Presentation Academy, a college-preparatory high school for young women, is located in Downtown Louisville, Kentucky, United States, just north of Old Louisville in the Archdiocese of Louisville. Founded in 1831 by Mother Catherine Spalding, foundress of the Sisters of Charity of Nazareth, it is the oldest school in continuous operation in Louisville.

==History==
Mother Catherine Spalding founded Presentation in 1831. The school began in a rented house, but in October of the same year moved to its own building on Fourth Street where it would remain for over fifty years. Presentation was the second school founded in Louisville. A public school effort started in 1828 quickly failed due to lack of funds, and thus Presentation became the oldest school in continuous operation in the city.

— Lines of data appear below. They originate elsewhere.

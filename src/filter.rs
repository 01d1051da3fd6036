//! Spatial-domain filters applied to sinogram rows before backprojection.
//!
//! Simple backprojection blurs the image with a `1/r` point spread function;
//! convolving each projection with a discretized ramp kernel undoes that. The
//! kernels are scaled so that the central tap is 1.

use std::f64::consts::PI;

use crate::{FilterKind, Intensity, Projection};

#[derive(Clone, Debug, PartialEq)]
pub struct Filter {
    pub kind: FilterKind,
    /// Taps `h[0] .. h[half]`; the kernel is symmetric
    taps: Vec<f64>,
}

impl Filter {

    pub fn new(kind: FilterKind, kernel_size: usize) -> Self {
        let half = kernel_size / 2;
        let taps = match kind {
            FilterKind::None       => vec![1.0],
            FilterKind::RamLak     => (0..=half).map(ram_lak).collect(),
            FilterKind::SheppLogan => (0..=half).map(shepp_logan).collect(),
        };
        Self { kind, taps }
    }

    pub fn from_projection(projection: &Projection) -> Self {
        Self::new(projection.filter, projection.kernel_size)
    }

    /// Full kernel, `h[-half] .. h[half]`
    pub fn kernel(&self) -> Vec<f64> {
        self.taps.iter().rev().chain(self.taps.iter().skip(1)).copied().collect()
    }

    /// Convolve `row` with the kernel. Samples beyond the ends of the row are
    /// taken to be zero; the output has the same length as the input.
    pub fn apply(&self, row: &[Intensity]) -> Vec<Intensity> {
        if self.kind == FilterKind::None { return row.to_vec() }
        let n = row.len();
        (0..n).map(|i| {
            let mut acc = self.taps[0] * row[i];
            for (k, h) in self.taps.iter().enumerate().skip(1) {
                if *h == 0.0 { continue }
                let left  = if i >= k    { row[i - k] } else { 0.0 };
                let right = if i + k < n { row[i + k] } else { 0.0 };
                acc += h * (left + right);
            }
            acc
        }).collect()
    }
}

fn ram_lak(k: usize) -> f64 {
    if k == 0     { 1.0 }
    else if k % 2 == 0 { 0.0 }
    else          { -4.0 / (PI * PI * (k * k) as f64) }
}

fn shepp_logan(k: usize) -> f64 {
    1.0 / (1.0 - 4.0 * (k * k) as f64)
}

#[cfg(test)]
mod tests {
    use super::*;
    use rstest::rstest;
    use float_eq::assert_float_eq;

    #[test]
    fn identity_filter_leaves_row_untouched() {
        let row = vec![0.0, 3.0, -1.5, 7.25, 2.0];
        assert_eq!(Filter::new(FilterKind::None, 21).apply(&row), row);
    }

    #[rstest(/**/ kind, size, expected,
             case(FilterKind::None      , 21, vec![1.0]),
             case(FilterKind::RamLak    ,  1, vec![1.0]),
             case(FilterKind::RamLak    ,  5, vec![0.0, -4.0 / (PI * PI), 1.0, -4.0 / (PI * PI), 0.0]),
             case(FilterKind::SheppLogan,  5, vec![-1.0 / 15.0, -1.0 / 3.0, 1.0, -1.0 / 3.0, -1.0 / 15.0]),
    )]
    fn kernels(kind: FilterKind, size: usize, expected: Vec<f64>) {
        let kernel = Filter::new(kind, size).kernel();
        assert_eq!(kernel.len(), expected.len());
        for (got, want) in kernel.into_iter().zip(expected) {
            assert_float_eq!(got, want, ulps <= 2);
        }
    }

    #[test]
    fn impulse_response_is_the_kernel() {
        let filter = Filter::new(FilterKind::SheppLogan, 7);
        let mut impulse = vec![0.0; 11];
        impulse[5] = 1.0;
        let response = filter.apply(&impulse);
        assert_eq!(&response[2..9], filter.kernel().as_slice());
        assert_eq!(response[0], 0.0);
        assert_eq!(response[10], 0.0);
    }

    // The ramp kernels have (nearly) zero sum: constant parts of a projection
    // are almost completely suppressed.
    #[rstest(/**/ kind,
             case(FilterKind::RamLak),
             case(FilterKind::SheppLogan),
    )]
    fn constant_input_is_suppressed(kind: FilterKind) {
        let filtered = Filter::new(kind, 21).apply(&[1.0; 61]);
        for value in &filtered[10..51] {
            assert!(value.abs() < 0.05, "{value}");
        }
    }
}
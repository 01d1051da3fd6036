//! The pixel grid on which images are defined, and its embedding in the plane
//! of the scanner.
//!
//! Pixels are unit squares. The centre of the grid lies at the origin, `x`
//! increases with the column index and `y` decreases with the row index (row
//! 0 is the top of the image).
//!
//! Tracing algorithms work in *grid coordinates* `(u, v)`: `u` runs along the
//! columns and `v` along the rows, both starting at 0 on the outer edge of the
//! first pixel, so that `floor(u)` and `floor(v)` are pixel indices.

use geometry::{Rect, Span};

use crate::{Index2, Point, Shape, Vector};

#[derive(Clone, Copy, Debug, PartialEq)]
pub struct Grid {
    /// Number of rows
    pub height: usize,
    /// Number of columns
    pub width: usize,
    pub rect: Rect,
}

impl Grid {

    pub fn new((height, width): Shape) -> Self {
        Self { height, width, rect: Rect::new(width as f64, height as f64) }
    }

    pub fn shape(&self) -> Shape { (self.height, self.width) }

    /// Number of pixels along `dim` of grid coordinates (0: columns, 1: rows)
    #[inline]
    pub fn n(&self, dim: usize) -> usize { if dim == 0 { self.width } else { self.height } }

    /// Centre of the pixel with the given index
    pub fn pixel_centre(&self, [row, col]: Index2) -> Point {
        Point::new(col as f64 + 0.5 - self.width  as f64 / 2.0,
                   self.height as f64 / 2.0 - row as f64 - 0.5)
    }

    /// Plane position -> grid coordinates
    #[inline]
    pub fn to_grid(&self, p: Point) -> Vector {
        Vector::new(p.x + self.width as f64 / 2.0, self.height as f64 / 2.0 - p.y)
    }

    /// Plane direction -> grid direction
    #[inline]
    pub fn direction_to_grid(&self, d: Vector) -> Vector { Vector::new(d.x, -d.y) }

    /// The part of segment `p1`-`p2` that crosses the grid, as fractions of the
    /// segment's length.
    #[inline]
    pub fn clip(&self, p1: Point, p2: Point) -> Option<Span> { self.rect.clip(p1, p2) }

    /// Pixel containing grid coordinate `x` along `dim`, clamped to the grid.
    /// Values within `EPS` of a pixel boundary are snapped onto it first.
    #[inline]
    pub fn pixel_along(&self, dim: usize, x: f64) -> usize {
        let snapped = if (x - x.round()).abs() < EPS { x.round() } else { x };
        let last = self.n(dim) as f64 - 1.0;
        snapped.floor().clamp(0.0, last) as usize
    }
}

const EPS: f64 = 1e-9;
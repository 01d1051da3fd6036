//! Read / write images as raw little-endian `f32`, row by row

/// Write `data` to `path`, one little-endian `f32` per datum
pub fn write(data: impl Iterator<Item = f32>, path: &Path) -> std::io::Result<()> {
    let mut buf = BufWriter::new(File::create(path)?);
    for datum in data {
        buf.write_all(&datum.to_le_bytes())?;
    }
    buf.flush()
}

type IORes<T> = std::io::Result<T>;

/// Lazily read little-endian `f32`s from `path`. A trailing partial value is
/// ignored.
pub fn read<'a>(path: &Path) -> IORes<impl Iterator<Item = IORes<f32>> + 'a> {
    let mut buf = BufReader::new(File::open(path)?);
    let mut bytes = [0; 4];

    Ok(std::iter::from_fn(move || {
        use std::io::ErrorKind::UnexpectedEof;
        match buf.read_exact(&mut bytes) {
            Ok(()) => Some(Ok(f32::from_le_bytes(bytes))),
            Err(e) if e.kind() == UnexpectedEof => None,
            Err(e) => Some(Err(e)),
        }
    }))
}

/// Write `image` in row-major order, narrowing to `f32`
pub fn write_image(image: &ImageData, path: &Path) -> Result<()> {
    #[allow(clippy::cast_possible_truncation)]
    write(image.iter().map(|&v| v as f32), path)?;
    Ok(())
}

/// Read an image of the given `(height, width)` from `path`
pub fn read_image(path: &Path, (height, width): Shape) -> Result<ImageData> {
    let data: Vec<Intensity> = read(path)?
        .map(|v| v.map(Intensity::from))
        .collect::<IORes<_>>()?;
    let expected = height * width;
    if data.len() != expected {
        return Err(Error::ShapeMismatch { expected, actual: data.len() })
    }
    ImageData::from_shape_vec((height, width), data)
        .map_err(|_| Error::ShapeMismatch { expected, actual: expected })
}

// ----- Imports ------------------------------------------------------------------------------------------
use std::fs::File;
use std::io::{BufReader, BufWriter, Read, Write};
use std::path::Path;

use crate::{Error, ImageData, Intensity, Result, Shape};

#[cfg(test)]
mod tests {
    use super::*;
    use tempfile::tempdir;
    #[allow(unused)] use pretty_assertions::{assert_eq, assert_ne};

    #[test]
    fn raw_values_survive_the_disk() -> std::io::Result<()> {
        let dir = tempdir()?;
        let path = dir.path().join("values.raw");
        let original = vec![1.5_f32, -4.25, 0.0, 7e-3];
        write(original.iter().copied(), &path)?;
        let reloaded: Vec<f32> = read(&path)?.collect::<IORes<_>>()?;
        assert_eq!(original, reloaded);
        Ok(())
    }

    #[test]
    fn image_keeps_row_major_order() -> Result<()> {
        let dir = tempdir()?;
        let path = dir.path().join("image.raw");
        let image = ImageData::from_shape_vec((2, 3), vec![1.0, 2.0, 3.0, 4.0, 5.0, 6.0]).unwrap();
        write_image(&image, &path)?;
        assert_eq!(std::fs::metadata(&path)?.len(), 6 * 4);
        assert_eq!(read_image(&path, (2, 3))?, image);
        Ok(())
    }

    #[test]
    fn wrong_dimensions_are_reported() -> Result<()> {
        let dir = tempdir()?;
        let path = dir.path().join("image.raw");
        write([0.0_f32; 10].into_iter(), &path)?;
        match read_image(&path, (3, 3)) {
            Err(Error::ShapeMismatch { expected: 9, actual: 10 }) => Ok(()),
            other => panic!("expected shape mismatch, got {other:?}"),
        }
    }

    #[test]
    fn missing_file_is_an_io_error() {
        let dir = tempdir().unwrap();
        let result = read_image(&dir.path().join("absent.raw"), (1, 1));
        assert!(matches!(result, Err(Error::Io(_))));
    }
}
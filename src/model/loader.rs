// 该文件是 Tianyan （天眼） 项目的一部分。
// src/model/loader.rs - 模型资源加载
//
// 本文件根据 Apache 许可证第 2.0 版（以下简称“许可证”）授权使用；
// 除非遵守该许可证条款，否则您不得使用本文件。
// 您可通过以下网址获取许可证副本：
// http://www.apache.org/licenses/LICENSE-2.0
// 除非适用法律要求或书面同意，根据本许可协议分发的软件均按“原样”提供，
// 不附带任何形式的明示或暗示的保证或条件。
// 有关许可权限与限制的具体条款，请参阅本许可协议。
//
// Copyright (C) 2026 Johann Li <me@qinka.pro>, Wareless Group

use std::path::{Path, PathBuf};

use serde::Deserialize;
use thiserror::Error;
use tracing::{debug, error, info};
use url::Url;

use crate::{
  FromUrl, FromUrlWithScheme,
  frame::{InputTensor, Tensor},
  model::Model,
  url_to_path,
};

pub const MODEL_DESCRIPTOR: &str = "model.json";
pub const WEIGHT_SHARD_COUNT: usize = 12;

/// 第 `index` 个权重分片的文件名，从 1 开始
pub fn shard_file_name(index: usize) -> String {
  format!("group1-shard{}of{}.bin", index, WEIGHT_SHARD_COUNT)
}

#[derive(Error, Debug)]
pub enum ModelLoadError {
  #[error("URI 方案不匹配: 期望 '{expected}', 实际 '{actual}'")]
  SchemeMismatch { expected: String, actual: String },
  #[error("模型资源缺失: {0}")]
  AssetMissing(PathBuf),
  #[error("读取模型资源 {path} 失败: {source}")]
  Io {
    path: PathBuf,
    #[source]
    source: std::io::Error,
  },
  #[error("模型描述文件无效: {0}")]
  Descriptor(#[from] serde_json::Error),
  #[error("模型描述与权重分片不一致: {0}")]
  ManifestMismatch(String),
  #[error("不支持的权重类型: {0}")]
  UnsupportedDtype(String),
  #[error("权重大小不匹配: 描述文件需要 {expected} 字节, 分片共 {actual} 字节")]
  WeightSizeMismatch { expected: usize, actual: usize },
  #[error("推理运行时尚未初始化")]
  RuntimeNotReady,
  #[error("推理运行时无法创建模型: {0}")]
  Runtime(#[source] Box<dyn std::error::Error + Send + Sync>),
}

/// `model.json` 中本程序关心的部分
#[derive(Debug, Clone, Deserialize)]
#[serde(rename_all = "camelCase")]
pub struct ModelDescriptor {
  #[serde(default)]
  pub format: Option<String>,
  #[serde(default)]
  pub generated_by: Option<String>,
  #[serde(default)]
  pub model_topology: serde_json::Value,
  pub weights_manifest: Vec<WeightGroup>,
}

#[derive(Debug, Clone, Deserialize)]
pub struct WeightGroup {
  pub paths: Vec<String>,
  pub weights: Vec<WeightSpec>,
}

#[derive(Debug, Clone, Deserialize)]
pub struct WeightSpec {
  pub name: String,
  pub shape: Vec<usize>,
  pub dtype: String,
  #[serde(default)]
  pub quantization: Option<Quantization>,
}

#[derive(Debug, Clone, Deserialize)]
pub struct Quantization {
  pub dtype: String,
}

fn dtype_size(dtype: &str) -> Result<usize, ModelLoadError> {
  match dtype {
    "float32" | "int32" => Ok(4),
    "float16" | "uint16" => Ok(2),
    "bool" | "uint8" => Ok(1),
    "complex64" => Ok(8),
    other => Err(ModelLoadError::UnsupportedDtype(other.to_string())),
  }
}

impl WeightSpec {
  /// 该权重在分片中占用的字节数，量化权重按量化类型计算
  pub fn byte_len(&self) -> Result<usize, ModelLoadError> {
    let dtype = self
      .quantization
      .as_ref()
      .map(|q| q.dtype.as_str())
      .unwrap_or(self.dtype.as_str());
    let size = dtype_size(dtype)?;
    self
      .shape
      .iter()
      .try_fold(size, |acc, &dim| acc.checked_mul(dim))
      .ok_or_else(|| {
        ModelLoadError::ManifestMismatch(format!(
          "权重 {} 的形状 {:?} 超出范围",
          self.name, self.shape
        ))
      })
  }
}

/// 校验通过的模型资源：描述文件与按顺序拼接的权重
#[derive(Debug, Clone)]
pub struct ModelBundle {
  pub descriptor: ModelDescriptor,
  pub weights: Vec<u8>,
}

impl ModelBundle {
  pub fn info(&self) -> BundleInfo {
    BundleInfo {
      format: self.descriptor.format.clone(),
      weight_count: self
        .descriptor
        .weights_manifest
        .iter()
        .map(|g| g.weights.len())
        .sum(),
      weight_bytes: self.weights.len(),
    }
  }
}

#[derive(Debug, Clone, Default, PartialEq, Eq)]
pub struct BundleInfo {
  pub format: Option<String>,
  pub weight_count: usize,
  pub weight_bytes: usize,
}

/// 推理运行时：把模型资源实例化为可执行的模型
pub trait Runtime {
  type Model: Model;
  type Error: std::error::Error + Send + Sync + 'static;

  fn is_ready(&self) -> bool;
  fn instantiate(&self, bundle: ModelBundle) -> Result<Self::Model, Self::Error>;
}

/// 已加载的检测模型，创建后不可变，整个会话期间共享
pub struct ModelHandle<M> {
  model: M,
  info: BundleInfo,
}

impl<M> ModelHandle<M> {
  pub fn new(model: M, info: BundleInfo) -> Self {
    Self { model, info }
  }

  pub fn info(&self) -> &BundleInfo {
    &self.info
  }
}

impl<M: Model> Model for ModelHandle<M> {
  type Error = M::Error;

  async fn execute(&self, input: &InputTensor) -> Result<Vec<Tensor<f32>>, Self::Error> {
    self.model.execute(input).await
  }
}

/// 从资源目录加载 `model.json` 和 12 个权重分片
pub struct ModelLoader {
  assets_dir: PathBuf,
}

impl FromUrlWithScheme for ModelLoader {
  const SCHEME: &'static str = "tfjs";
}

impl FromUrl for ModelLoader {
  type Error = ModelLoadError;

  fn from_url(url: &Url) -> Result<Self, Self::Error> {
    if url.scheme() != Self::SCHEME {
      return Err(ModelLoadError::SchemeMismatch {
        expected: Self::SCHEME.to_string(),
        actual: url.scheme().to_string(),
      });
    }

    Ok(Self::new(url_to_path(url)))
  }
}

impl ModelLoader {
  pub fn new(assets_dir: impl Into<PathBuf>) -> Self {
    Self {
      assets_dir: assets_dir.into(),
    }
  }

  pub fn assets_dir(&self) -> &Path {
    &self.assets_dir
  }

  fn read_asset(&self, name: &str) -> Result<Vec<u8>, ModelLoadError> {
    let path = self.assets_dir.join(name);
    if !path.is_file() {
      error!("模型资源缺失: {}", path.display());
      return Err(ModelLoadError::AssetMissing(path));
    }
    std::fs::read(&path).map_err(|source| ModelLoadError::Io { path, source })
  }

  /// 读取并校验全部资源，不做部分加载
  pub fn read_bundle(&self) -> Result<ModelBundle, ModelLoadError> {
    info!("加载模型描述文件: {}", self.assets_dir.join(MODEL_DESCRIPTOR).display());
    let descriptor: ModelDescriptor = serde_json::from_slice(&self.read_asset(MODEL_DESCRIPTOR)?)?;

    let expected_paths = (1..=WEIGHT_SHARD_COUNT)
      .map(shard_file_name)
      .collect::<Vec<_>>();
    let manifest_paths = descriptor
      .weights_manifest
      .iter()
      .flat_map(|g| g.paths.iter().cloned())
      .collect::<Vec<_>>();
    if manifest_paths != expected_paths {
      return Err(ModelLoadError::ManifestMismatch(format!(
        "期望分片 {:?}, 描述文件列出 {:?}",
        expected_paths, manifest_paths
      )));
    }

    let mut weights = Vec::new();
    for name in &expected_paths {
      let shard = self.read_asset(name)?;
      debug!("权重分片 {}: {} 字节", name, shard.len());
      weights.extend_from_slice(&shard);
    }

    let mut expected = 0usize;
    for spec in descriptor.weights_manifest.iter().flat_map(|g| &g.weights) {
      expected = expected
        .checked_add(spec.byte_len()?)
        .ok_or_else(|| ModelLoadError::ManifestMismatch("权重总大小超出范围".to_string()))?;
    }
    if expected != weights.len() {
      error!(
        "权重大小不匹配: 描述文件需要 {} 字节, 分片共 {} 字节",
        expected,
        weights.len()
      );
      return Err(ModelLoadError::WeightSizeMismatch {
        expected,
        actual: weights.len(),
      });
    }

    debug!(
      "模型权重大小: {:.2} MB",
      weights.len() as f64 / (1024.0 * 1024.0)
    );
    Ok(ModelBundle { descriptor, weights })
  }

  /// 只调用一次：消费加载器，返回可共享的模型句柄
  pub fn load<R: Runtime>(self, runtime: &R) -> Result<ModelHandle<R::Model>, ModelLoadError> {
    if !runtime.is_ready() {
      error!("推理运行时尚未初始化");
      return Err(ModelLoadError::RuntimeNotReady);
    }

    let bundle = self.read_bundle()?;
    let info = bundle.info();
    let model = runtime
      .instantiate(bundle)
      .map_err(|e| ModelLoadError::Runtime(Box::new(e)))?;
    info!(
      "模型加载完成: {} 个权重, {} 字节",
      info.weight_count, info.weight_bytes
    );
    Ok(ModelHandle::new(model, info))
  }
}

The school expanded, and in 1891 NLBI, the corporate arm of the religious community operating Presentation, bought a lot and house at the corner of Fourth and Breckenridge for $35,000. In June 1892, arrangements were made to replace the house, which had been built in 1867 by Thomas Jacobs, with a new building designed by D. X. Murphy. The building was to cost approximately $66,000. A gym and auditorium were added in 1938 and another class room addition to the rear was made in 1948.

The school initially offered primary and secondary education, but closed the elementary section in 1945 to accommodate an increasing enrollment in the all-girls secondary school. The building features a distinctive Richardsonian Romanesque tower, which was rebuilt after a fire in 1977. It was designed by D.X. Murphy, who also designed the famous twin-spired clubhouse at Churchill Downs. The building was listed in 2004 as one of Louisville's Ten favorites, according to the Courier-Journal. Generations of students have signed their names to the interior walls of the tower.

Enrollment was consistently around 800 students during the 1950s and 1960s, but by 1993 it had dropped to just 230 students, and the school was over $760,000 in debt. It was announced that the doors would close in May 1995. However, a successful grassroots campaign by alumnae, students, and parents paid off the debt; and the Sisters of Charity relinquished control of the school to nearby Spalding University. The school became independent again in 2004, after becoming financially stable with a $6.2 million budget, and created its own board of trustees.

In 2006 the school purchased a 22000 sqft property across the street to serve as the current location of an Arts and Athletic Center that replaced the past gym/auditorium (built in 1938 and now owned by Spalding University). Construction of this new $5 million building at 900 South Fourth Street, catty-corner to the existing campus, formally began with the ground breaking on May 5, 2008. On Friday, January 23, 2009, Presentation Academy marked the placement of the final beam in the Arts and Athletic Center with a "Topping Off" ceremony. The center was dedicated on September 13, 2009, and awarded the Best New Landmark of 2009 by www.brokensidewalk.com.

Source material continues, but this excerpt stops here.